Traditionally, on the sixth Sunday of Lent (the week before Easter Sunday), Christians the world over celebrate Palm Sunday.
Palm Sunday is the celebration and remembrance of Christ’s triumphal entry into Jerusalem.
Christ’s triumphal entry into Jerusalem is so significant that it is accounted for in each of the four Gospels: Matthew 21, Mark 21, Luke 19, and John 12. The feast of Passover sets the scene prefacing the entry of Jesus into Jerusalem, where many were seeking after Christ, asking among themselves, “Do you think Jesus will come to Passover?” (John 11:56).
This simple question serves as a great reminder that if you seek after Christ, you will find Him, or rather, He will find you. As Matthew Henry wrote, “None that seek Christ seek in vain.” As the Jews were looking for a Messiah, so many people today are looking for a Savior, someone to rescue them from destruction, to redeem a life they think they’ve ruined, to liberate them from bondage. God Himself said it in Jeremiah 29:13, “And ye shall seek me, and find me, when ye shall search for me with all your heart.”
The Jews heard that Jesus was coming to Passover, and so they prepared, as anyone would when they’re anticipating the arrival of an honourable guest. Part of their preparations included spreading their clothing for Him to ride over and spreading palm branches before Him as in the feast of tabernacles.
What does any of this have to do with us today?
So much. Amidst messages of doom and gloom and fighting and war, rather than being hopeless, we should be the most hope-filled! I’ve written before that there is no detail so small that it is not of utmost importance if it’s included in Scripture. In the account of Jesus’s entry into Jerusalem in John 12, verse 13 describes that the people took “branches of palm trees”. Of all the trees that are native to Jerusalem—pine, cyprus, olive, acacia—why did the people grab hold of palm branches to spread before our Lord? Because Victory Himself had arrived!
A symbol of Victory
Throughout history, palm branches have been symbolic of victory and triumph. It was Cicero who coined the term plurimarum palmarum homo (a man of many palms) to describe a winner. And here in John 12, as Christ entered Jerusalem, preparing for His death and resurrection, this symbol of palm leaves points to His ultimate victory over any and all other principalities and powers.
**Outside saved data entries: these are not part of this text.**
#[cfg(test)]
mod tests {
    use super::*;
    use std::sync::atomic::AtomicUsize;

    fn quick() -> CacheConfig {
        CacheConfig {
            retries: 0,
            ..CacheConfig::default()
        }
    }

    fn counting(calls: &Arc<AtomicUsize>, delay: Duration) -> impl Fn() -> BoxFuture<'static, Result<usize, RequestError>> + Send + Sync + 'static {
        let calls = calls.clone();
        move || {
            let calls = calls.clone();
            async move {
                tokio::time::sleep(delay).await;
                Ok(calls.fetch_add(1, Ordering::SeqCst) + 1)
            }
            .boxed()
        }
    }

    fn bookmarks() -> CacheKey {
        CacheKey::new(QueryResource::Bookmarks)
    }

    #[tokio::test]
    async fn concurrent_reads_share_one_fetch() {
        let cache = QueryCache::new(quick());
        let calls = Arc::new(AtomicUsize::new(0));

        let (a, b, c) = tokio::join!(
            cache.fetch(bookmarks(), counting(&calls, Duration::from_millis(20))),
            cache.fetch(bookmarks(), counting(&calls, Duration::from_millis(20))),
            cache.fetch(bookmarks(), counting(&calls, Duration::from_millis(20))),
        );

        assert_eq!(calls.load(Ordering::SeqCst), 1);
        assert_eq!(*a.unwrap(), 1);
        assert_eq!(*b.unwrap(), 1);
        assert_eq!(*c.unwrap(), 1);
    }

    #[tokio::test]
    async fn fresh_values_are_served_without_fetching() {
        let cache = QueryCache::new(quick());
        let calls = Arc::new(AtomicUsize::new(0));

        cache.fetch(bookmarks(), counting(&calls, Duration::ZERO)).await.unwrap();
        let again = cache.fetch(bookmarks(), counting(&calls, Duration::ZERO)).await.unwrap();

        assert_eq!(*again, 1);
        assert_eq!(calls.load(Ordering::SeqCst), 1);
        assert_eq!(cache.status(&bookmarks()), Some(EntryStatus::Fresh));
    }

    #[tokio::test]
    async fn distinct_parameters_are_distinct_entries() {
        let cache = QueryCache::new(quick());
        let calls = Arc::new(AtomicUsize::new(0));
        let page = |n: u32| CacheKey::new(QueryResource::Books).with(n).with("").with("");

        cache.fetch(page(1), counting(&calls, Duration::ZERO)).await.unwrap();
        cache.fetch(page(2), counting(&calls, Duration::ZERO)).await.unwrap();

        assert_eq!(calls.load(Ordering::SeqCst), 2);
        assert_eq!(cache.len(), 2);
    }

    #[tokio::test]
    async fn stale_values_are_served_while_revalidating() {
        let cache = QueryCache::new(CacheConfig {
            bookmarks_stale_after: Duration::ZERO,
            ..quick()
        });
        let calls = Arc::new(AtomicUsize::new(0));
        let mut sub = cache.subscribe::<usize>(bookmarks());

        let first = cache.fetch(bookmarks(), counting(&calls, Duration::ZERO)).await.unwrap();
        let second = cache.fetch(bookmarks(), counting(&calls, Duration::ZERO)).await.unwrap();
        assert_eq!(*first, 1);
        assert_eq!(*second, 1, "stale value is returned immediately");

        // Wait for the background revalidation to land.
        loop {
            let snapshot = sub.changed().await.unwrap();
            if snapshot.data.as_deref() == Some(&2) {
                assert_eq!(snapshot.status, EntryStatus::Fresh);
                break;
            }
        }
        assert_eq!(calls.load(Ordering::SeqCst), 2);
    }

    #[tokio::test]
    async fn invalidated_entries_never_serve_the_old_value() {
        let cache = QueryCache::new(quick());
        let calls = Arc::new(AtomicUsize::new(0));
        let categories = CacheKey::new(QueryResource::Categories);

        cache.fetch(categories.clone(), counting(&calls, Duration::ZERO)).await.unwrap();
        assert_eq!(cache.invalidate(QueryResource::Categories), 1);
        assert!(cache.peek::<usize>(&categories).is_none());

        let after = cache.fetch(categories, counting(&calls, Duration::ZERO)).await.unwrap();
        assert_eq!(*after, 2);
    }

    #[tokio::test]
    async fn invalidation_is_scoped_to_the_resource() {
        let cache = QueryCache::new(quick());
        let calls = Arc::new(AtomicUsize::new(0));

        cache.fetch(bookmarks(), counting(&calls, Duration::ZERO)).await.unwrap();
        cache
            .fetch(CacheKey::new(QueryResource::Books).with(1), counting(&calls, Duration::ZERO))
            .await
            .unwrap();
        cache
            .fetch(CacheKey::new(QueryResource::Books).with(2), counting(&calls, Duration::ZERO))
            .await
            .unwrap();

        assert_eq!(cache.invalidate(QueryResource::Books), 2);
        assert_eq!(cache.status(&bookmarks()), Some(EntryStatus::Fresh));
    }

    #[tokio::test]
    async fn observed_entries_refetch_on_invalidation() {
        let cache = QueryCache::new(quick());
        let calls = Arc::new(AtomicUsize::new(0));
        let mut sub = cache.subscribe::<usize>(bookmarks());

        cache.fetch(bookmarks(), counting(&calls, Duration::ZERO)).await.unwrap();
        cache.invalidate(QueryResource::Bookmarks);

        loop {
            let snapshot = sub.changed().await.unwrap();
            if snapshot.status == EntryStatus::Fresh {
                assert_eq!(snapshot.data.as_deref(), Some(&2));
                break;
            }
        }
    }

    #[tokio::test]
    async fn a_fetch_started_before_invalidation_is_not_installed() {
        let cache = QueryCache::new(quick());
        let calls = Arc::new(AtomicUsize::new(0));

        let slow = cache.fetch(bookmarks(), counting(&calls, Duration::from_millis(30)));
        let invalidate = async {
            tokio::time::sleep(Duration::from_millis(5)).await;
            cache.invalidate(QueryResource::Bookmarks);
        };
        let (slow, _) = tokio::join!(slow, invalidate);
        assert_eq!(*slow.unwrap(), 1);

        assert!(cache.peek::<usize>(&bookmarks()).is_none());
        let after = cache.fetch(bookmarks(), counting(&calls, Duration::ZERO)).await.unwrap();
        assert_eq!(*after, 2);
    }

    #[tokio::test]
    async fn failures_are_reported_and_retried_on_next_read() {
        let cache = QueryCache::new(quick());
        let attempts = Arc::new(AtomicUsize::new(0));
        let failing = {
            let attempts = attempts.clone();
            move || {
                attempts.fetch_add(1, Ordering::SeqCst);
                async { Err::<usize, _>(RequestError::Business("nope".to_string())) }
            }
        };

        let err = cache.fetch(bookmarks(), failing.clone()).await.unwrap_err();
        assert_eq!(err, RequestError::Business("nope".to_string()));
        assert_eq!(cache.status(&bookmarks()), Some(EntryStatus::Error));

        cache.fetch(bookmarks(), failing).await.unwrap_err();
        assert_eq!(attempts.load(Ordering::SeqCst), 2);
    }

    #[tokio::test]
    async fn retryable_failures_are_retried() {
        let cache = QueryCache::new(CacheConfig {
            retries: 1,
            ..CacheConfig::default()
        });
        let attempts = Arc::new(AtomicUsize::new(0));
        let flaky = {
            let attempts = attempts.clone();
            move || {
                let n = attempts.fetch_add(1, Ordering::SeqCst);
                async move {
                    if n == 0 {
                        Err(RequestError::Transport("reset".to_string()))
                    } else {
                        Ok(n)
                    }
                }
            }
        };

        assert_eq!(*cache.fetch(bookmarks(), flaky).await.unwrap(), 1);
        assert_eq!(attempts.load(Ordering::SeqCst), 2);
    }

    #[tokio::test]
    async fn identity_change_clears_cached_values() {
        let (tx, rx) = watch::channel(SessionSnapshot {
            user: None,
            loading: false,
            epoch: 1,
        });
        let cache = QueryCache::following(quick(), rx);
        let calls = Arc::new(AtomicUsize::new(0));

        cache.fetch(bookmarks(), counting(&calls, Duration::ZERO)).await.unwrap();
        tx.send_modify(|snapshot| snapshot.epoch = 2);
        let after = cache.fetch(bookmarks(), counting(&calls, Duration::ZERO)).await.unwrap();

        assert_eq!(*after, 2);
    }

    #[tokio::test]
    async fn idle_unobserved_entries_are_evicted() {
        let cache = QueryCache::new(CacheConfig {
            gc_after: Duration::ZERO,
            ..quick()
        });
        let calls = Arc::new(AtomicUsize::new(0));

        cache.fetch(bookmarks(), counting(&calls, Duration::ZERO)).await.unwrap();
        cache
            .fetch(CacheKey::new(QueryResource::Categories), counting(&calls, Duration::ZERO))
            .await
            .unwrap();

        assert_eq!(cache.status(&bookmarks()), None);
        assert_eq!(cache.len(), 1);
    }

    #[test]
    fn keys_render_resource_and_parameters() {
        let key = CacheKey::new(QueryResource::Books).with(1).with("dune").with("");
        assert_eq!(key.to_string(), "books[1, dune, ]");
        assert_eq!(key.params().len(), 3);
    }
}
John 12 is not the first time that we read about palm branches in the Bible. Consider the feast of tabernacles described in Leviticus 23 and Nehemiah 8. These accounts specifically reference the use of palm branches as part of the ceremony and celebration. They tie together with Jesus’s triumphal entry into Jerusalem and remind us that all the feasts aforementioned in Scripture are directly linked to Christ’s Gospel.
Now, as we celebrate Palm Sunday, we are once again reminded that the Victory is already won! Christ has already conquered Satan and darkness, and He is coming again! Let’s start living like we believe it!